##### AVAILABLE DATA

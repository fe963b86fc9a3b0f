//! Project editors. Upcoming and past share one view parameterised by
//! category; create vs edit is decided by the form's id.

use dioxus::prelude::*;
use dioxus_free_icons::icons::fa_solid_icons::{FaPencil, FaPlus, FaTrash, FaTriangleExclamation};
use dioxus_free_icons::Icon;
use store::forms::ProjectForm;
use store::models::{Project, ProjectCategory};
use store::validate::{validate_project, FormErrors};
use ui::components::{Button, ButtonVariant, Input, Loader, Modal, SectionCard};
use ui::{use_api, MarkdownEditor, RichText};

use crate::views::{field_error, ActionResponse, DashboardLayout, ResponseModal};

#[component]
pub fn UpcomingProjects() -> Element {
    rsx! {
        DashboardLayout {
            ProjectsView { category: ProjectCategory::Upcoming }
        }
    }
}

#[component]
pub fn PastProjects() -> Element {
    rsx! {
        DashboardLayout {
            ProjectsView { category: ProjectCategory::Past }
        }
    }
}

fn refresh_projects(
    api: api::ApiClient,
    category: ProjectCategory,
    mut projects: Signal<Vec<Project>>,
    mut loading: Signal<bool>,
) {
    spawn(async move {
        loading.set(true);
        match api.projects(category).await {
            Ok(list) => projects.set(list),
            Err(err) => tracing::error!("failed to load {category} projects: {err}"),
        }
        loading.set(false);
    });
}

/// The rich-text fields every project form edits, with their headings.
const EDITOR_FIELDS: [(&str, &str); 5] = [
    ("objective", "Project Objectives"),
    ("importance", "Why It Matters"),
    ("technology", "Technologies"),
    ("partners", "Project Partners"),
    ("output", "Project Output"),
];

fn editor_value(form: &ProjectForm, field: &str) -> String {
    match field {
        "objective" => form.objective.clone(),
        "importance" => form.importance.clone(),
        "technology" => form.technology.clone(),
        "partners" => form.partners.clone(),
        "output" => form.output.clone(),
        _ => String::new(),
    }
}

fn set_editor_value(form: &mut ProjectForm, field: &str, value: String) {
    match field {
        "objective" => form.objective = value,
        "importance" => form.importance = value,
        "technology" => form.technology = value,
        "partners" => form.partners = value,
        "output" => form.output = value,
        _ => {}
    }
}

#[component]
fn ProjectsView(category: ProjectCategory) -> Element {
    let api = use_api();

    let projects = use_signal(Vec::<Project>::new);
    let loading = use_signal(|| true);
    let mut show_form = use_signal(|| false);
    let mut form = use_signal(ProjectForm::default);
    let mut errors = use_signal(|| Option::<FormErrors>::None);
    let mut expanded = use_signal(|| Option::<String>::None);
    let mut delete_modal = use_signal(|| Option::<String>::None);
    let response = use_signal(|| ActionResponse::None);

    {
        let api = api.clone();
        let _loader = use_resource(move || {
            let api = api.clone();
            async move {
                refresh_projects(api, category, projects, loading);
            }
        });
    }

    let submit = {
        let api = api.clone();
        move |_| {
            let payload = form();
            if let Err(form_errors) = validate_project(&payload) {
                errors.set(Some(form_errors));
                return;
            }
            errors.set(None);

            let api = api.clone();
            let mut response = response;
            spawn(async move {
                match api.submit_project(category, &payload).await {
                    Ok(message) => {
                        show_form.set(false);
                        form.set(ProjectForm::default());
                        response.set(Some((true, message)));
                        refresh_projects(api, category, projects, loading);
                    }
                    Err(err) => response.set(Some((false, err.to_string()))),
                }
            });
        }
    };

    let confirm_delete = {
        let api = api.clone();
        move |_| {
            let Some(id) = delete_modal() else {
                return;
            };
            delete_modal.set(None);
            let api = api.clone();
            let mut response = response;
            spawn(async move {
                match api.delete_project(&id).await {
                    Ok(message) => {
                        response.set(Some((true, message)));
                        refresh_projects(api, category, projects, loading);
                    }
                    Err(err) => response.set(Some((false, err.to_string()))),
                }
            });
        }
    };

    let editing = form().id.is_some();
    let heading = match category {
        ProjectCategory::Upcoming => "Upcoming projects",
        ProjectCategory::Past => "Past projects",
    };

    if loading() && projects().is_empty() {
        return rsx! { Loader { text: "...Loading" } };
    }

    rsx! {
        div {
            class: "page-heading",
            h1 { "{heading}" }
            p { "Manage your {category} project content here" }
        }

        div {
            class: "section-toolbar",
            Button {
                variant: ButtonVariant::Primary,
                onclick: move |_| {
                    form.set(ProjectForm::default());
                    errors.set(None);
                    show_form.set(true);
                },
                Icon { icon: FaPlus, width: 14, height: 14 }
                span { "Add Project" }
            }
        }

        div {
            class: "section-list",
            for project in projects() {
                SectionCard {
                    key: "{project.id}",
                    title: project.title.clone(),
                    open: expanded() == Some(project.id.clone()),
                    on_toggle: {
                        let id = project.id.clone();
                        move |_| {
                            if expanded() == Some(id.clone()) {
                                expanded.set(None);
                            } else {
                                expanded.set(Some(id.clone()));
                            }
                        }
                    },

                    for (field, label) in EDITOR_FIELDS {
                        {
                            let value = match field {
                                "objective" => project.objective.clone(),
                                "importance" => project.importance.clone(),
                                "technology" => project.technology.clone(),
                                "partners" => project.partners.clone(),
                                "output" => project.output.clone(),
                                _ => String::new(),
                            };
                            rsx! {
                                if !value.is_empty() {
                                    div {
                                        class: "detail-block",
                                        strong { "{label}" }
                                        RichText { source: value.clone() }
                                    }
                                }
                            }
                        }
                    }

                    div {
                        class: "section-toolbar",
                        Button {
                            variant: ButtonVariant::Outline,
                            onclick: {
                                let project = project.clone();
                                move |_| {
                                    form.set(ProjectForm {
                                        id: Some(project.id.clone()),
                                        title: project.title.clone(),
                                        objective: project.objective.clone(),
                                        importance: project.importance.clone(),
                                        technology: project.technology.clone(),
                                        partners: project.partners.clone(),
                                        output: project.output.clone(),
                                    });
                                    errors.set(None);
                                    show_form.set(true);
                                }
                            },
                            Icon { icon: FaPencil, width: 12, height: 12 }
                            span { "Edit" }
                        }
                        Button {
                            variant: ButtonVariant::Danger,
                            onclick: {
                                let id = project.id.clone();
                                move |_| delete_modal.set(Some(id.clone()))
                            },
                            Icon { icon: FaTrash, width: 12, height: 12 }
                            span { "Delete" }
                        }
                    }
                }
            }
        }

        if show_form() {
            Modal {
                title: if editing { "Edit Project".to_string() } else { "Add Project".to_string() },
                cancel_label: "Close",
                class: "modal-wide".to_string(),
                on_close: move |_| {
                    show_form.set(false);
                    form.set(ProjectForm::default());
                },
                div {
                    class: "modal-form",
                    Input {
                        label: "Project Title:",
                        placeholder: "Project Title",
                        value: form().title,
                        error: field_error(&errors(), "title"),
                        oninput: move |evt: FormEvent| form.with_mut(|f| f.title = evt.value()),
                    }

                    for (field, label) in EDITOR_FIELDS {
                        div {
                            class: "form-field",
                            label { class: "form-label", "{label}" }
                            if let Some(err) = field_error(&errors(), field) {
                                p { class: "form-error", "{err}" }
                            }
                            MarkdownEditor {
                                value: editor_value(&form(), field),
                                oninput: move |value: String| form.with_mut(|f| set_editor_value(f, field, value)),
                            }
                        }
                    }

                    Button {
                        variant: ButtonVariant::Success,
                        onclick: submit,
                        if editing { "Edit Project" } else { "Add Project" }
                    }
                }
            }
        }

        if delete_modal().is_some() {
            Modal {
                title: "Delete Project".to_string(),
                caption: "Are you sure you want to delete this Project?".to_string(),
                icon_class: "icon-danger".to_string(),
                icon: rsx! { Icon { icon: FaTriangleExclamation, width: 22, height: 22 } },
                confirm_label: "Delete".to_string(),
                confirm_variant: ButtonVariant::Danger,
                on_confirm: confirm_delete,
                on_close: move |_| delete_modal.set(None),
            }
        }

        ResponseModal { response }
    }
}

##########

PROBLEM DETAILS >>
Print the data above exactly.

TASK OUTPUT >>
repository fe963b86fc9a3b0f
//! Project editors. Upcoming and past share one view parameterised by
//! category; create vs edit is decided by the form's id.

use dioxus::prelude::*;
use dioxus_free_icons::icons::fa_solid_icons::{FaPencil, FaPlus, FaTrash, FaTriangleExclamation};
use dioxus_free_icons::Icon;
use store::forms::ProjectForm;
use store::models::{Project, ProjectCategory};
use store::validate::{validate_project, FormErrors};
use ui::components::{Button, ButtonVariant, Input, Loader, Modal, SectionCard};
use ui::{use_api, MarkdownEditor, RichText};

use crate::views::{field_error, ActionResponse, DashboardLayout, ResponseModal};

#[component]
pub fn UpcomingProjects() -> Element {
    rsx! {
        DashboardLayout {
            ProjectsView { category: ProjectCategory::Upcoming }
        }
    }
}

#[component]
pub fn PastProjects() -> Element {
    rsx! {
        DashboardLayout {
            ProjectsView { category: ProjectCategory::Past }
        }
    }
}

fn refresh_projects(
    api: api::ApiClient,
    category: ProjectCategory,
    mut projects: Signal<Vec<Project>>,
    mut loading: Signal<bool>,
) {
    spawn(async move {
        loading.set(true);
        match api.projects(category).await {
            Ok(list) => projects.set(list),
            Err(err) => tracing::error!("failed to load {category} projects: {err}"),
        }
        loading.set(false);
    });
}

/// The rich-text fields every project form edits, with their headings.
const EDITOR_FIELDS: [(&str, &str); 5] = [
    ("objective", "Project Objectives"),
    ("importance", "Why It Matters"),
    ("technology", "Technologies"),
    ("partners", "Project Partners"),
    ("output", "Project Output"),
];

fn editor_value(form: &ProjectForm, field: &str) -> String {
    match field {
        "objective" => form.objective.clone(),
        "importance" => form.importance.clone(),
        "technology" => form.technology.clone(),
        "partners" => form.partners.clone(),
        "output" => form.output.clone(),
        _ => String::new(),
    }
}

fn set_editor_value(form: &mut ProjectForm, field: &str, value: String) {
    match field {
        "objective" => form.objective = value,
        "importance" => form.importance = value,
        "technology" => form.technology = value,
        "partners" => form.partners = value,
        "output" => form.output = value,
        _ => {}
    }
}

#[component]
fn ProjectsView(category: ProjectCategory) -> Element {
    let api = use_api();

    let projects = use_signal(Vec::<Project>::new);
    let loading = use_signal(|| true);
    let mut show_form = use_signal(|| false);
    let mut form = use_signal(ProjectForm::default);
    let mut errors = use_signal(|| Option::<FormErrors>::None);
    let mut expanded = use_signal(|| Option::<String>::None);
    let mut delete_modal = use_signal(|| Option::<String>::None);
    let response = use_signal(|| ActionResponse::None);

    {
        let api = api.clone();
        let _loader = use_resource(move || {
            let api = api.clone();
            async move {
                refresh_projects(api, category, projects, loading);
            }
        });
    }

    let submit = {
        let api = api.clone();
        move |_| {
            let payload = form();
            if let Err(form_errors) = validate_project(&payload) {
                errors.set(Some(form_errors));
                return;
            }
            errors.set(None);

            let api = api.clone();
            let mut response = response;
            spawn(async move {
                match api.submit_project(category, &payload).await {
                    Ok(message) => {
                        show_form.set(false);
                        form.set(ProjectForm::default());
                        response.set(Some((true, message)));
                        refresh_projects(api, category, projects, loading);
                    }
                    Err(err) => response.set(Some((false, err.to_string()))),
                }
            });
        }
    };

    let confirm_delete = {
        let api = api.clone();
        move |_| {
            let Some(id) = delete_modal() else {
                return;
            };
            delete_modal.set(None);
            let api = api.clone();
            let mut response = response;
            spawn(async move {
                match api.delete_project(&id).await {
                    Ok(message) => {
                        response.set(Some((true, message)));
                        refresh_projects(api, category, projects, loading);
                    }
                    Err(err) => response.set(Some((false, err.to_string()))),
                }
            });
        }
    };

    let editing = form().id.is_some();
    let heading = match category {
        ProjectCategory::Upcoming => "Upcoming projects",
        ProjectCategory::Past => "Past projects",
    };

    if loading() && projects().is_empty() {
        return rsx! { Loader { text: "...Loading" } };
    }

    rsx! {
        div {
            class: "page-heading",
            h1 { "{heading}" }
            p { "Manage your {category} project content here" }
        }

        div {
            class: "section-toolbar",
            Button {
                variant: ButtonVariant::Primary,
                onclick: move |_| {
                    form.set(ProjectForm::default());
                    errors.set(None);
                    show_form.set(true);
                },
                Icon { icon: FaPlus, width: 14, height: 14 }
                span { "Add Project" }
            }
        }

        div {
            class: "section-list",
            for project in projects() {
                SectionCard {
                    key: "{project.id}",
                    title: project.title.clone(),
                    open: expanded() == Some(project.id.clone()),
                    on_toggle: {
                        let id = project.id.clone();
                        move |_| {
                            if expanded() == Some(id.clone()) {
                                expanded.set(None);
                            } else {
                                expanded.set(Some(id.clone()));
                            }
                        }
                    },

                    for (field, label) in EDITOR_FIELDS {
                        {
                            let value = match field {
                                "objective" => project.objective.clone(),
                                "importance" => project.importance.clone(),
                                "technology" => project.technology.clone(),
                                "partners" => project.partners.clone(),
                                "output" => project.output.clone(),
                                _ => String::new(),
                            };
                            rsx! {
                                if !value.is_empty() {
                                    div {
                                        class: "detail-block",
                                        strong { "{label}" }
                                        RichText { source: value.clone() }
                                    }
                                }
                            }
                        }
                    }

                    div {
                        class: "section-toolbar",
                        Button {
                            variant: ButtonVariant::Outline,
                            onclick: {
                                let project = project.clone();
                                move |_| {
                                    form.set(ProjectForm {
                                        id: Some(project.id.clone()),
                                        title: project.title.clone(),
                                        objective: project.objective.clone(),
                                        importance: project.importance.clone(),
                                        technology: project.technology.clone(),
                                        partners: project.partners.clone(),
                                        output: project.output.clone(),
                                    });
                                    errors.set(None);
                                    show_form.set(true);
                                }
                            },
                            Icon { icon: FaPencil, width: 12, height: 12 }
                            span { "Edit" }
                        }
                        Button {
                            variant: ButtonVariant::Danger,
                            onclick: {
                                let id = project.id.clone();
                                move |_| delete_modal.set(Some(id.clone()))
                            },
                            Icon { icon: FaTrash, width: 12, height: 12 }
                            span { "Delete" }
                        }
                    }
                }
            }
        }

        if show_form() {
            Modal {
                title: if editing { "Edit Project".to_string() } else { "Add Project".to_string() },
                cancel_label: "Close",
                class: "modal-wide".to_string(),
                on_close: move |_| {
                    show_form.set(false);
                    form.set(ProjectForm::default());
                },
                div {
                    class: "modal-form",
                    Input {
                        label: "Project Title:",
                        placeholder: "Project Title",
                        value: form().title,
                        error: field_error(&errors(), "title"),
                        oninput: move |evt: FormEvent| form.with_mut(|f| f.title = evt.value()),
                    }

                    for (field, label) in EDITOR_FIELDS {
                        div {
                            class: "form-field",
                            label { class: "form-label", "{label}" }
                            if let Some(err) = field_error(&errors(), field) {
                                p { class: "form-error", "{err}" }
                            }
                            MarkdownEditor {
                                value: editor_value(&form(), field),
                                oninput: move |value: String| form.with_mut(|f| set_editor_value(f, field, value)),
                            }
                        }
                    }

                    Button {
                        variant: ButtonVariant::Success,
                        onclick: submit,
                        if editing { "Edit Project" } else { "Add Project" }
                    }
                }
            }
        }

        if delete_modal().is_some() {
            Modal {
                title: "Delete Project".to_string(),
                caption: "Are you sure you want to delete this Project?".to_string(),
                icon_class: "icon-danger".to_string(),
                icon: rsx! { Icon { icon: FaTriangleExclamation, width: 22, height: 22 } },
                confirm_label: "Delete".to_string(),
                confirm_variant: ButtonVariant::Danger,
                on_confirm: confirm_delete,
                on_close: move |_| delete_modal.set(None),
            }
        }

        ResponseModal { response }
    }
}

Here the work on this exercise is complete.